• **Collected data**
::::::::
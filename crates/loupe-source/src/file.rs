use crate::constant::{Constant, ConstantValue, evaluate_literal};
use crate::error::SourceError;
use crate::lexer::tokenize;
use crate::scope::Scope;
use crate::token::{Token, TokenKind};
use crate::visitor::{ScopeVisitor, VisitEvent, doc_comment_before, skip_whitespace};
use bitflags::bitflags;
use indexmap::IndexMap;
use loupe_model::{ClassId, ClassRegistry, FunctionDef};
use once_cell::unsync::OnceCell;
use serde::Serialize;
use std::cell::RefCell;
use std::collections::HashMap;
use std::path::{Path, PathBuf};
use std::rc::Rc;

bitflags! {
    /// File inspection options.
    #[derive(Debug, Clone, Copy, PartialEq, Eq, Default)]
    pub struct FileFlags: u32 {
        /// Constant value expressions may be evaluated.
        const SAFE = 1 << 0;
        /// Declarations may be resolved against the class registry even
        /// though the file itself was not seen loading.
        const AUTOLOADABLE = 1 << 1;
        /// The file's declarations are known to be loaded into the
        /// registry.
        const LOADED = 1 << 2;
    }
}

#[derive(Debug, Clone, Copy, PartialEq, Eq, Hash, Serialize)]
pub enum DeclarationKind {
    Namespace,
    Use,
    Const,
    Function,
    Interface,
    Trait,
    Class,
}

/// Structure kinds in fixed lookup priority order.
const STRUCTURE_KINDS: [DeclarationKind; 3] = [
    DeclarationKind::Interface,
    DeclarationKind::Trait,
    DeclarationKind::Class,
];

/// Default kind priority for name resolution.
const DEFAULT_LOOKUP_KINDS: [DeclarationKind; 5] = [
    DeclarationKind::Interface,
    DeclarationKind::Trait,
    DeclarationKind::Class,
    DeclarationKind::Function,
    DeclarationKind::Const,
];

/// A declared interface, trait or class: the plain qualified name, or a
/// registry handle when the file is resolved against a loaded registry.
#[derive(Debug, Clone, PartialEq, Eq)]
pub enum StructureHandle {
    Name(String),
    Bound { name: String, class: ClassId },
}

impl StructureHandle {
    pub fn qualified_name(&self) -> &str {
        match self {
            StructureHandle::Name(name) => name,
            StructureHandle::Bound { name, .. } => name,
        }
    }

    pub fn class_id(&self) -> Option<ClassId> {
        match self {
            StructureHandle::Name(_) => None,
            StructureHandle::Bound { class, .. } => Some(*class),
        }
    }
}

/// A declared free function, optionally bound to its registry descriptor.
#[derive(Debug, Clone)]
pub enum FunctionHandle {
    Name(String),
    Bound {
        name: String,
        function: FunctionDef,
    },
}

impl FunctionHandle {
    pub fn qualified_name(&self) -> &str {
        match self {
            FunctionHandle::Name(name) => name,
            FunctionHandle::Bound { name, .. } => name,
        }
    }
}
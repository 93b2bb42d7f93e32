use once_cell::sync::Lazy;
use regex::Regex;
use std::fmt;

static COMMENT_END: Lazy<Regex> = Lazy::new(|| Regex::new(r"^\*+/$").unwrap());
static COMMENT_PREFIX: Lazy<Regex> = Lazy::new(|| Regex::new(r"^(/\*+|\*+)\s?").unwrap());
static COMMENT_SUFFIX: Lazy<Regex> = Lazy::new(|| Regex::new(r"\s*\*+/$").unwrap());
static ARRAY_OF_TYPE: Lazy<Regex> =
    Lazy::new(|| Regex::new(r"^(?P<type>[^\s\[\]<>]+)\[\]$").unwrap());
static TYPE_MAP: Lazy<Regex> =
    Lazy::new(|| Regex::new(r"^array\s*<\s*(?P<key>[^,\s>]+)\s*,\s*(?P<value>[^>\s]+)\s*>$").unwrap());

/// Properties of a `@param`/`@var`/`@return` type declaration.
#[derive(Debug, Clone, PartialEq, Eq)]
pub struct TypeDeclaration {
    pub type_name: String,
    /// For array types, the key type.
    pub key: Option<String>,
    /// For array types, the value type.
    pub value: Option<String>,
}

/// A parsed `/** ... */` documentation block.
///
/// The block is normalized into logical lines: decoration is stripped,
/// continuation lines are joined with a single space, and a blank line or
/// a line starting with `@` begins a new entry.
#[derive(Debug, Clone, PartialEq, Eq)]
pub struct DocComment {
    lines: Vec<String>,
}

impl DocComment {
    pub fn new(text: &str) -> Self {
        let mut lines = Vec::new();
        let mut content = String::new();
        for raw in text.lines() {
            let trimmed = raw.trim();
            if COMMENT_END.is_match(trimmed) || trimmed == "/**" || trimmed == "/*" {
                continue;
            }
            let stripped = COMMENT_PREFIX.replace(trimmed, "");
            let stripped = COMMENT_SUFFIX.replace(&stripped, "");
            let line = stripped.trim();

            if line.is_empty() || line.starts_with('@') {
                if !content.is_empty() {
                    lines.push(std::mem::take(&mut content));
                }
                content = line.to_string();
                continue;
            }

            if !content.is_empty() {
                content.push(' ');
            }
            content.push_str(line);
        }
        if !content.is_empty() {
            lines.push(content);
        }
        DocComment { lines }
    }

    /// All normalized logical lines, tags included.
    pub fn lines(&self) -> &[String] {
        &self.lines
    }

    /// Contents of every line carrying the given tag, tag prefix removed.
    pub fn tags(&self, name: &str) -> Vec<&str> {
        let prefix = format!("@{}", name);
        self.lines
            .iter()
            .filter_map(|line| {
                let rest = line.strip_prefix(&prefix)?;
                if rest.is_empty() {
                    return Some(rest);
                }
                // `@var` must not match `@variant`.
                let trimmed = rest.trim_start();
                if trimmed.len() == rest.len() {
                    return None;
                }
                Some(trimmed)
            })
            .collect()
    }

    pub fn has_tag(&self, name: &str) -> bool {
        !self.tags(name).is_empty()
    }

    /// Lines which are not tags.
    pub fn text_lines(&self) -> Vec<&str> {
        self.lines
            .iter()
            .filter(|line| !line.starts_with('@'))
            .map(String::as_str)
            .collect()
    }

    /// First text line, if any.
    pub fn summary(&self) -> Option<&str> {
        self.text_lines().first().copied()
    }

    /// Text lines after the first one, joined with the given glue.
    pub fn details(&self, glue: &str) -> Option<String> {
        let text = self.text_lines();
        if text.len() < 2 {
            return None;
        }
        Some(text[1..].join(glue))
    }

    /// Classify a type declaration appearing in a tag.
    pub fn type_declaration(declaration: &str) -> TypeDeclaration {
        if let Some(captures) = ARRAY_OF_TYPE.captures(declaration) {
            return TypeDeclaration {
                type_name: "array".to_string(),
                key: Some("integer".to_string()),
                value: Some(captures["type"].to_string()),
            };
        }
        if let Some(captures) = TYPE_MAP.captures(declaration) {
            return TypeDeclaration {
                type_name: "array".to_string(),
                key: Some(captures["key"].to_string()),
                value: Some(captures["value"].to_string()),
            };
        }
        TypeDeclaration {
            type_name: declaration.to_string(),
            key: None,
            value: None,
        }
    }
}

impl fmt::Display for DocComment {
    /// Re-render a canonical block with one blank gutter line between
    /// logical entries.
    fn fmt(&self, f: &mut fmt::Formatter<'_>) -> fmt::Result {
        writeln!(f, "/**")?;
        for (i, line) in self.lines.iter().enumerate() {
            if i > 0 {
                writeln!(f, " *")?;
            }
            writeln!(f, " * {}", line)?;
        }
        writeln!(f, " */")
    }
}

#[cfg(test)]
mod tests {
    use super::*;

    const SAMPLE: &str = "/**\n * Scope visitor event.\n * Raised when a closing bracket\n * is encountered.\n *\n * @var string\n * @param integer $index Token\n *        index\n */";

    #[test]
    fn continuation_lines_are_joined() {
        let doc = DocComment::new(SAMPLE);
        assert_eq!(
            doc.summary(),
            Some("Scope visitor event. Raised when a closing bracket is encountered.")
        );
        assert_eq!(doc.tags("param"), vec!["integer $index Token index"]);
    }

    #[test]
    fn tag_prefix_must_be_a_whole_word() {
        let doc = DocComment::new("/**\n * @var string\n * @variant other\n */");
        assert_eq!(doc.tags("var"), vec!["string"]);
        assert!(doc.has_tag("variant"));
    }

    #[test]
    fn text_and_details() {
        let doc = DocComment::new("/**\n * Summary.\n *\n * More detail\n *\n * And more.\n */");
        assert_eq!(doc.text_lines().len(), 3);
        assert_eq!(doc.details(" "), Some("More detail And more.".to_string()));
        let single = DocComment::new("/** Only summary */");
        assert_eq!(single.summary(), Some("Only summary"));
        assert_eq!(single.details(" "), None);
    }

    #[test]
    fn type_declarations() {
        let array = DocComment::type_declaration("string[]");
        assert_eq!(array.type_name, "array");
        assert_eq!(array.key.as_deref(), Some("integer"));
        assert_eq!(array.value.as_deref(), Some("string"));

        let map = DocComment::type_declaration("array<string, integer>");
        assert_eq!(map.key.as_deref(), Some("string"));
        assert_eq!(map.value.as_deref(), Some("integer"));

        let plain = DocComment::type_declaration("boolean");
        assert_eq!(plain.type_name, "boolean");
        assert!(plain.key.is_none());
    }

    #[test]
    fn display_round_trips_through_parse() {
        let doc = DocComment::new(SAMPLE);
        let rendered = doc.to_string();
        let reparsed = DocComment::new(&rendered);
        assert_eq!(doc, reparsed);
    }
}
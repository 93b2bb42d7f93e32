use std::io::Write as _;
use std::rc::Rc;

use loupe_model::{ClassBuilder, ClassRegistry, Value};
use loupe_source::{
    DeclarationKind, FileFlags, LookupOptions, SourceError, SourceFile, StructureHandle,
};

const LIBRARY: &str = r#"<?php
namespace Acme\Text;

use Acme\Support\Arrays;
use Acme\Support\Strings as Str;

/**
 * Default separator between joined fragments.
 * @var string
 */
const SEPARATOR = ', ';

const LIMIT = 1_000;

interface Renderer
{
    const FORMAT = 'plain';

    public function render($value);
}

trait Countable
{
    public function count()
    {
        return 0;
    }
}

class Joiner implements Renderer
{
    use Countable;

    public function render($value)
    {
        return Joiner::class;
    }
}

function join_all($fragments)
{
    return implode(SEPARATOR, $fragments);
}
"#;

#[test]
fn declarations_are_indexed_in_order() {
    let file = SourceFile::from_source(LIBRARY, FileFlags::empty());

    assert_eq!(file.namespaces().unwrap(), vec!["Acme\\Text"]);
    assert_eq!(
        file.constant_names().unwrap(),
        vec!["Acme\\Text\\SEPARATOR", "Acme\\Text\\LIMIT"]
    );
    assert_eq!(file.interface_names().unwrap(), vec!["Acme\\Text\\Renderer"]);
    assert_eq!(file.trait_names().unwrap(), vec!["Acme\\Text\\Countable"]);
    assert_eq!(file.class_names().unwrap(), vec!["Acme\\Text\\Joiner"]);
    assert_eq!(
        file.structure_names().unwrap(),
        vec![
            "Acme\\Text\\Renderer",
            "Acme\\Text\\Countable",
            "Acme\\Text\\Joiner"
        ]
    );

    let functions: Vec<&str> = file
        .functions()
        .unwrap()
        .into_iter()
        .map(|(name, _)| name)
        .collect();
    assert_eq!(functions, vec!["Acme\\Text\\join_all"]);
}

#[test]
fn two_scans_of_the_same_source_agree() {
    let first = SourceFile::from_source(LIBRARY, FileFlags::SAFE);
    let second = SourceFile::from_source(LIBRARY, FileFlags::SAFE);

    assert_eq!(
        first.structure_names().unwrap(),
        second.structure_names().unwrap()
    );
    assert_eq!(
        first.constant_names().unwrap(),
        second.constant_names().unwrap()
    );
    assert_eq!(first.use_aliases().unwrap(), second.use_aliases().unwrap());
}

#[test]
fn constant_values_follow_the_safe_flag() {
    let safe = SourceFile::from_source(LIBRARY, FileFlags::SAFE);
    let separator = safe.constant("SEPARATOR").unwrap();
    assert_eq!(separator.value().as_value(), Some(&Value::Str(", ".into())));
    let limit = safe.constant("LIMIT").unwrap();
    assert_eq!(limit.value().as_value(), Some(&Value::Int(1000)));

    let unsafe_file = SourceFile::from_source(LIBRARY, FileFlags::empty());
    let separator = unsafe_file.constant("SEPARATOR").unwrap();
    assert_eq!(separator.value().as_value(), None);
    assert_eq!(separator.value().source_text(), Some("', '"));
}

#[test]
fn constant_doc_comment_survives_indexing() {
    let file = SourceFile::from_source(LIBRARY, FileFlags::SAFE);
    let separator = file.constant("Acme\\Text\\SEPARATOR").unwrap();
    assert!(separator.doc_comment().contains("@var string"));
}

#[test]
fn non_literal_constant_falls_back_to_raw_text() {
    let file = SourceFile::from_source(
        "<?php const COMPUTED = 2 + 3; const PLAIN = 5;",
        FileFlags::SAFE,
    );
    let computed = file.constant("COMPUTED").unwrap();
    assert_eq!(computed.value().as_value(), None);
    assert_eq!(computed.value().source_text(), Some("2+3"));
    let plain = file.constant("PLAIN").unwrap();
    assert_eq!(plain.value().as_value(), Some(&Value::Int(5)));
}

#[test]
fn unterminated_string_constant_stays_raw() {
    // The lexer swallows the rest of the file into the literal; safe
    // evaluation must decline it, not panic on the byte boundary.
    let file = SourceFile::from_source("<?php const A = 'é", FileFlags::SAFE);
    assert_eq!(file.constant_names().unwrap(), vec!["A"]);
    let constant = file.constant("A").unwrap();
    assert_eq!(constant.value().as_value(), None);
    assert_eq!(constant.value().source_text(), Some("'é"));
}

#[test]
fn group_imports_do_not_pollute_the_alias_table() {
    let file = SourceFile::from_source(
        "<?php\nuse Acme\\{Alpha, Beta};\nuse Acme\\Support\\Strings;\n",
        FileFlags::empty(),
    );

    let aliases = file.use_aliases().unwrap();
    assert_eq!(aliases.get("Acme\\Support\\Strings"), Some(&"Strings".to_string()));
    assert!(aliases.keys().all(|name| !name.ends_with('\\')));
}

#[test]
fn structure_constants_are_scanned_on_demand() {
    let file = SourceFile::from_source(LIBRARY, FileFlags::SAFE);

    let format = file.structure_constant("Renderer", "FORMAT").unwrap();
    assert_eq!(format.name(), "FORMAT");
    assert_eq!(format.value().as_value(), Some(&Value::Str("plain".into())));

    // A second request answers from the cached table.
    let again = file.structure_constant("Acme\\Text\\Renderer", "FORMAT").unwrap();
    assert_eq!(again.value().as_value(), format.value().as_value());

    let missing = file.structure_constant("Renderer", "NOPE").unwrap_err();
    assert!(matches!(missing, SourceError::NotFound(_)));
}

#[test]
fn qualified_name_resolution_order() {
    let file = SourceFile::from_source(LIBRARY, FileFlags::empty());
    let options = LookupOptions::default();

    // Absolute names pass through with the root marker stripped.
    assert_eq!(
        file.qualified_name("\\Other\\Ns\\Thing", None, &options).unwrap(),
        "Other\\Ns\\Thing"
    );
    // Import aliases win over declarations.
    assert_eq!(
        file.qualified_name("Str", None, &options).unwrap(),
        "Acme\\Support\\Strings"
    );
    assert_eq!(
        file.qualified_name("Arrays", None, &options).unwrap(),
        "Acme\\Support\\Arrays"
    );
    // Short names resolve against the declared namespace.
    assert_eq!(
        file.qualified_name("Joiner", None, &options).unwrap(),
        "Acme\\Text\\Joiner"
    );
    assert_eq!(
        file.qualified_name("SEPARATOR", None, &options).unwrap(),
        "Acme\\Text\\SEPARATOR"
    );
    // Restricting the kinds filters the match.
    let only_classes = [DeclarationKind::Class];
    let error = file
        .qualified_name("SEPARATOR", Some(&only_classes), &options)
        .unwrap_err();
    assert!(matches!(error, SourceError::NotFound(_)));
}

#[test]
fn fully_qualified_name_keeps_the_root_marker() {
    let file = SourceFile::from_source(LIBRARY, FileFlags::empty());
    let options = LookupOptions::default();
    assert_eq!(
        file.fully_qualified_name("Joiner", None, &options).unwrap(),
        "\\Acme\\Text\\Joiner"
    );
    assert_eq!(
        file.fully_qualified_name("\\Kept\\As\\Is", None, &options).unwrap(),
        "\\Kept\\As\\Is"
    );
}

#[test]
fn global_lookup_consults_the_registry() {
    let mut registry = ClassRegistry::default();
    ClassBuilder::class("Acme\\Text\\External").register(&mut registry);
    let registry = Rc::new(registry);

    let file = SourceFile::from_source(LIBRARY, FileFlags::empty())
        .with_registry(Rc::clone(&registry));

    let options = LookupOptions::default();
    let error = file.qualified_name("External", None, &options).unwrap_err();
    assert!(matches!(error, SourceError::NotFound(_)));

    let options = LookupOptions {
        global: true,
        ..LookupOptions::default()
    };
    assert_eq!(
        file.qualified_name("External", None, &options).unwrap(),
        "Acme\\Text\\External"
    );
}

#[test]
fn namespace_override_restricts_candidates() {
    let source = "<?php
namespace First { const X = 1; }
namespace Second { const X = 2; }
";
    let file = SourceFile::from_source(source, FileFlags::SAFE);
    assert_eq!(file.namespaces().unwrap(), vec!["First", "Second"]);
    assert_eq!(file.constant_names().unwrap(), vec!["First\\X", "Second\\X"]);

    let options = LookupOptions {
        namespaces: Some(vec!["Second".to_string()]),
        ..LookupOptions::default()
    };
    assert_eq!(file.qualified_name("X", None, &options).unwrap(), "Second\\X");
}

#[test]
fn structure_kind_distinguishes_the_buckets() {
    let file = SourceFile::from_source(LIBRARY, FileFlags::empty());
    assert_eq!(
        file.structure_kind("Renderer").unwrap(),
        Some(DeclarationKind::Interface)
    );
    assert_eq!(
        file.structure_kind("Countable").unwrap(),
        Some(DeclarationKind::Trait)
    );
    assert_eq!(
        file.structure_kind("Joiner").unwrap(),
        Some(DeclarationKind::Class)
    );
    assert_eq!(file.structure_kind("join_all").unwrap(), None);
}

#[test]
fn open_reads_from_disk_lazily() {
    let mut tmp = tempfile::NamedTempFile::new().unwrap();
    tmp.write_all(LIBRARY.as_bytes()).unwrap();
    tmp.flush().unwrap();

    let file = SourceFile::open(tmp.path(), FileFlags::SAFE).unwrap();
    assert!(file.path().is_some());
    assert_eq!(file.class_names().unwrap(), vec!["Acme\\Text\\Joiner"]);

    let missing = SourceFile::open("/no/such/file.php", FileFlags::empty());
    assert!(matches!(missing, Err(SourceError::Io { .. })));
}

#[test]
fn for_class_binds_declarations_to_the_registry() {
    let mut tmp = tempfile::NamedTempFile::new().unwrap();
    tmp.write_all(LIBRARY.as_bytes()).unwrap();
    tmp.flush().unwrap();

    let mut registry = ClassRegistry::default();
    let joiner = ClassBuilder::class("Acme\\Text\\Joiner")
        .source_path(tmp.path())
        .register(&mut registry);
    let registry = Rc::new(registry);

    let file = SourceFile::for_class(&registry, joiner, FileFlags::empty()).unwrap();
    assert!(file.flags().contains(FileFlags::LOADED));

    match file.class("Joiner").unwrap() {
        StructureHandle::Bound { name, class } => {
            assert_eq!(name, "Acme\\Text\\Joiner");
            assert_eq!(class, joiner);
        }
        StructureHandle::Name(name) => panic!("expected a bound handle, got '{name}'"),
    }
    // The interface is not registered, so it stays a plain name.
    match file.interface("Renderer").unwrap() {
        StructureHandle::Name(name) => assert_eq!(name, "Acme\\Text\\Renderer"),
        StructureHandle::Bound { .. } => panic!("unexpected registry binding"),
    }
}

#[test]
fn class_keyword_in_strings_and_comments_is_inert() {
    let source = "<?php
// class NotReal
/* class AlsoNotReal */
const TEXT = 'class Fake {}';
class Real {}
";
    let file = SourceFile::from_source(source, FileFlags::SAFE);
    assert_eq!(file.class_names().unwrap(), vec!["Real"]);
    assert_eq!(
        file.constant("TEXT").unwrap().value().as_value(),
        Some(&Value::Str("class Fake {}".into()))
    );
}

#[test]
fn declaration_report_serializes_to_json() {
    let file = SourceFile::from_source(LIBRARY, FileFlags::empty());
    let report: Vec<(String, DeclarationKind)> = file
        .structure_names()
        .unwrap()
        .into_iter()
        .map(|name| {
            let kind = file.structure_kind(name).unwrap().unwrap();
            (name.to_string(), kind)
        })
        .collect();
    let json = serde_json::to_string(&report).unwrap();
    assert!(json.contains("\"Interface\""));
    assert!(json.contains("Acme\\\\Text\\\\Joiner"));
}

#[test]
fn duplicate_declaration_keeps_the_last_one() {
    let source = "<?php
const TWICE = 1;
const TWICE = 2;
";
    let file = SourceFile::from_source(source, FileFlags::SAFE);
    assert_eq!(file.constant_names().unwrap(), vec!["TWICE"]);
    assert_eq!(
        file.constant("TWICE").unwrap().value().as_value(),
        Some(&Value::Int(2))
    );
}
::::::::
• **Work instructions**
Count how many lines above include the word "ClassId" and answer with that figure only.

• **Solution for this task**
3